WORK REQUEST
Look for the string "this" in the data below, and copy each line that holds it.

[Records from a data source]
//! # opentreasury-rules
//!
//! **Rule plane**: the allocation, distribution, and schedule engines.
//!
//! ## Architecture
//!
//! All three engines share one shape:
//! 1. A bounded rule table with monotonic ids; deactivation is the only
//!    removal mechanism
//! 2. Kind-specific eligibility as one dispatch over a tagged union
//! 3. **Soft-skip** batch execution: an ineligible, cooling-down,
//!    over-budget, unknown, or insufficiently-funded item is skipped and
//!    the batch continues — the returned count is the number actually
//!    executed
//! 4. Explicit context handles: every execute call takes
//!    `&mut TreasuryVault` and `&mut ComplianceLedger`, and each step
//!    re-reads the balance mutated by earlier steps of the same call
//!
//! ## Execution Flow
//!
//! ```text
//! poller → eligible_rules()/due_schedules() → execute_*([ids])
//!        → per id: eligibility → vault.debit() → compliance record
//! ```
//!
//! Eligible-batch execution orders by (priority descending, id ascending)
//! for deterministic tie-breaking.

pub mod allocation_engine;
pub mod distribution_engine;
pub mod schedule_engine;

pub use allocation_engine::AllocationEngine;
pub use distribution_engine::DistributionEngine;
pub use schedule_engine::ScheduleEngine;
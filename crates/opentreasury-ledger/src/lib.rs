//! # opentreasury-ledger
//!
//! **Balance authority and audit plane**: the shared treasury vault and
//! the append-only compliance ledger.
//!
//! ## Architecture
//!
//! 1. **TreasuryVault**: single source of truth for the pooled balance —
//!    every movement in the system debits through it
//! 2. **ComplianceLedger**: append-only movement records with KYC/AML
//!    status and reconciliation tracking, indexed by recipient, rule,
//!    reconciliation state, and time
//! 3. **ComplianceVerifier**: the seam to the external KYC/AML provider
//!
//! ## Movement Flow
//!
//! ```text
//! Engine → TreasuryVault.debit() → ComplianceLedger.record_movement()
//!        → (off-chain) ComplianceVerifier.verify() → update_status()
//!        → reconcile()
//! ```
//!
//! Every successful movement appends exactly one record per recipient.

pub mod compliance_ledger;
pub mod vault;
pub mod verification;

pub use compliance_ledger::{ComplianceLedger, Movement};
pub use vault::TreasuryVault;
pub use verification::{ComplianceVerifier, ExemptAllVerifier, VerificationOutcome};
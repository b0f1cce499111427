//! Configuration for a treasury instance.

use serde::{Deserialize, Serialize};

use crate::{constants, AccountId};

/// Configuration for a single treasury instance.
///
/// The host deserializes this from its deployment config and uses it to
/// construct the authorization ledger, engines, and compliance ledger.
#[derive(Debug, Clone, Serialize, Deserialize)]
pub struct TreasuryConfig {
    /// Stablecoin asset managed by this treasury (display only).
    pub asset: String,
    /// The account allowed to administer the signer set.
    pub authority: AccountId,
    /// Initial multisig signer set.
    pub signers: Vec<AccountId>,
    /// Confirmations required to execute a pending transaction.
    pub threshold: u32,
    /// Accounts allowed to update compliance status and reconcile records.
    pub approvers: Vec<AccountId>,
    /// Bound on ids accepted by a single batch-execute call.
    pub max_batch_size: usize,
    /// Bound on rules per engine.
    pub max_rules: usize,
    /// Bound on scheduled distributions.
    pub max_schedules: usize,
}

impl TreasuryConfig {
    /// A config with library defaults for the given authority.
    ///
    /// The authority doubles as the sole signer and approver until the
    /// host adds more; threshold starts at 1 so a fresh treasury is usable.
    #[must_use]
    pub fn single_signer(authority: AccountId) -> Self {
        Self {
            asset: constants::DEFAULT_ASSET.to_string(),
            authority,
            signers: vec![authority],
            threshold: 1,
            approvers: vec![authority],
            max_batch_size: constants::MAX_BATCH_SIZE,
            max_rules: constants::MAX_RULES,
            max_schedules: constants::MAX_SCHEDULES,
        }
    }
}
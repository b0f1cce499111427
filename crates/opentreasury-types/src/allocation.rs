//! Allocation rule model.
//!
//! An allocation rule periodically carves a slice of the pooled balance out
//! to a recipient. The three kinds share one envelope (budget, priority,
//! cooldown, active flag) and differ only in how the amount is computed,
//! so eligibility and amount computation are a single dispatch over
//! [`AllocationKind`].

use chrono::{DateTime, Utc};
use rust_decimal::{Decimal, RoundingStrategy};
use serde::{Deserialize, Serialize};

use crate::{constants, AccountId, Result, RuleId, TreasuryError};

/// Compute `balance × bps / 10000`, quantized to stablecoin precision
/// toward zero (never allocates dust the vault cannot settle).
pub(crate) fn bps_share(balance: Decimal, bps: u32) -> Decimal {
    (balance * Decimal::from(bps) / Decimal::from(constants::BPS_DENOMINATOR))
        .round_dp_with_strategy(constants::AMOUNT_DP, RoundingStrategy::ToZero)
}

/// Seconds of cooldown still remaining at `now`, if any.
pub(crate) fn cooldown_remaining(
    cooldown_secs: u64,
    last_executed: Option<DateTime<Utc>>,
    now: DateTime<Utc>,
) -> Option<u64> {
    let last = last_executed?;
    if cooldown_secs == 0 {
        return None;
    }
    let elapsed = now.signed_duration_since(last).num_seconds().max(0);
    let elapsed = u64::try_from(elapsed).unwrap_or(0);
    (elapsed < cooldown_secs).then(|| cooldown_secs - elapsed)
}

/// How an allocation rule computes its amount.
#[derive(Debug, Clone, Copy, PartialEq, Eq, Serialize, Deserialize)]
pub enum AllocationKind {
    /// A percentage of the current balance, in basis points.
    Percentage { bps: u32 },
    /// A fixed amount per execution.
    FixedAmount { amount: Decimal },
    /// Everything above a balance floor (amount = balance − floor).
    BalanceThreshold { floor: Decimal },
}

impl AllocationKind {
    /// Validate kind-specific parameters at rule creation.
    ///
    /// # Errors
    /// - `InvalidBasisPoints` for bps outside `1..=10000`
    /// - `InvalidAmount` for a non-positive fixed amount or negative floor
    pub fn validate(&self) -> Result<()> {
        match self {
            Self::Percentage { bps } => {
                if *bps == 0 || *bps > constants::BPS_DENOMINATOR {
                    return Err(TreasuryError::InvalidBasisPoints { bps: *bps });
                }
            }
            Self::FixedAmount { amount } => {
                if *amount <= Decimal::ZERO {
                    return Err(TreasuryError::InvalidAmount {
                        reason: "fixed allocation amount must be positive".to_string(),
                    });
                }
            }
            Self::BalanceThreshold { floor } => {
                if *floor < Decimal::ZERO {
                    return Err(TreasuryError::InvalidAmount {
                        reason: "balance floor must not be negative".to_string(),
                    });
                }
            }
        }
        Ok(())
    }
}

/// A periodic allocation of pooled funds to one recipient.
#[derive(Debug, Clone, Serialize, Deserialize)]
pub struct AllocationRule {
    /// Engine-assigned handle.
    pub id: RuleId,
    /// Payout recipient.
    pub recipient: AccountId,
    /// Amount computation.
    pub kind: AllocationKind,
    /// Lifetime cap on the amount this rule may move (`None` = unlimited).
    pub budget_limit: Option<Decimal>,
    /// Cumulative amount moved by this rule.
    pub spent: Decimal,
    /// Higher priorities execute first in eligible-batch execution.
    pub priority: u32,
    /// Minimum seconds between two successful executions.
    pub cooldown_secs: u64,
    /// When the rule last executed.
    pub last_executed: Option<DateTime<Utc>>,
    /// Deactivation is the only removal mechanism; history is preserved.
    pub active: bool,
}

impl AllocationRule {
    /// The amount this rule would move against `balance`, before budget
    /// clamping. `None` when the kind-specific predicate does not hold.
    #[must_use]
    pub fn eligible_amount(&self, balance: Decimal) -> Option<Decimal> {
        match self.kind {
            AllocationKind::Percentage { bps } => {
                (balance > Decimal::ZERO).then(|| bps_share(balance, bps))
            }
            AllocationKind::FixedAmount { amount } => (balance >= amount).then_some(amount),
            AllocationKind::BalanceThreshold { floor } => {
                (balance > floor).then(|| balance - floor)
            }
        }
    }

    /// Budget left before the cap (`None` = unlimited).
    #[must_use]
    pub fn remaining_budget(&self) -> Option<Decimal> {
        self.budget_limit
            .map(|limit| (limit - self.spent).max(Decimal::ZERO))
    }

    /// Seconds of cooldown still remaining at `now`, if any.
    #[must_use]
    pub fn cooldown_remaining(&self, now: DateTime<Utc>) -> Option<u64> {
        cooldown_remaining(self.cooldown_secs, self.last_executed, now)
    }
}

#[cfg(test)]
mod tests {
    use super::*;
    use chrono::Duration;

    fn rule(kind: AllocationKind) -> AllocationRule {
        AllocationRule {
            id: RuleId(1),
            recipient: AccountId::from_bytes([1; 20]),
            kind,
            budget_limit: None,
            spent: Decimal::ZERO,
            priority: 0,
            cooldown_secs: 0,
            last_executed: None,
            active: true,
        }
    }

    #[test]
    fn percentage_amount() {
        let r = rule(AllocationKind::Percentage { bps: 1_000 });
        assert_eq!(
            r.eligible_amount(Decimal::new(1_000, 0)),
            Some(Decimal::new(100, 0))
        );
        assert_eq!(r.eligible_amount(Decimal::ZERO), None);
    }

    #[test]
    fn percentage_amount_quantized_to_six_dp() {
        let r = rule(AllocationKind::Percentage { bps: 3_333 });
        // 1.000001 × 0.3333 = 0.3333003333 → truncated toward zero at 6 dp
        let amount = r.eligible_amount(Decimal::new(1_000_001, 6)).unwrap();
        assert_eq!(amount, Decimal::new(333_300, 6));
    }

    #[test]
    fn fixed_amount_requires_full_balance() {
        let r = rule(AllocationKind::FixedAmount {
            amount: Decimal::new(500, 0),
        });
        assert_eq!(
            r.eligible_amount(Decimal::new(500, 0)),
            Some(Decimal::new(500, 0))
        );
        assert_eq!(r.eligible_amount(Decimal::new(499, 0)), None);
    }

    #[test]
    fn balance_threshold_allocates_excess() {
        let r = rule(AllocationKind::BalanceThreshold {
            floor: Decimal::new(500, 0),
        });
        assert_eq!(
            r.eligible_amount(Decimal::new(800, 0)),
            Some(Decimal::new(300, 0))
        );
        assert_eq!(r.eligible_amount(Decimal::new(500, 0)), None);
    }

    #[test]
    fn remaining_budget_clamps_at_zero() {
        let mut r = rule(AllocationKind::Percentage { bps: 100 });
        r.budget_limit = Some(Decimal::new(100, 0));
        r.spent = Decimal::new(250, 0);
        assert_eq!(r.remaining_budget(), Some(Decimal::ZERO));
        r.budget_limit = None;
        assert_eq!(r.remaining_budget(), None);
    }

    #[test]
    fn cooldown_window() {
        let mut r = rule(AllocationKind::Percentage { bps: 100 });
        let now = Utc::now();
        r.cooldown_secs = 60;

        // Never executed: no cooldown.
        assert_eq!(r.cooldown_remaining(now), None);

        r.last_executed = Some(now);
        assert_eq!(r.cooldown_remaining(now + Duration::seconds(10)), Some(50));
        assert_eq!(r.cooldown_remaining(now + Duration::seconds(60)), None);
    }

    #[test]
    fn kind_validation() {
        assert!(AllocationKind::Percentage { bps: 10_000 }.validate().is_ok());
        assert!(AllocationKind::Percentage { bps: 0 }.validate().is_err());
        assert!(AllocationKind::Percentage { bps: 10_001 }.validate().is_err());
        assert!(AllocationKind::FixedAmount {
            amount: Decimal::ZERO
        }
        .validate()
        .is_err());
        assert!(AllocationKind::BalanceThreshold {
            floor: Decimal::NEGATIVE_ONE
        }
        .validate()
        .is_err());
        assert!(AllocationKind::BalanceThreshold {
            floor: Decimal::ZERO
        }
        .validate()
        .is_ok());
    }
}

WRITTEN RESPONSE
/// The host deserializes this from its deployment config and uses it to
    /// Stablecoin asset managed by this treasury (display only).
    /// Lifetime cap on the amount this rule may move (`None` = unlimited).
    /// Cumulative amount moved by this rule.
    /// The amount this rule would move against `balance`, before budget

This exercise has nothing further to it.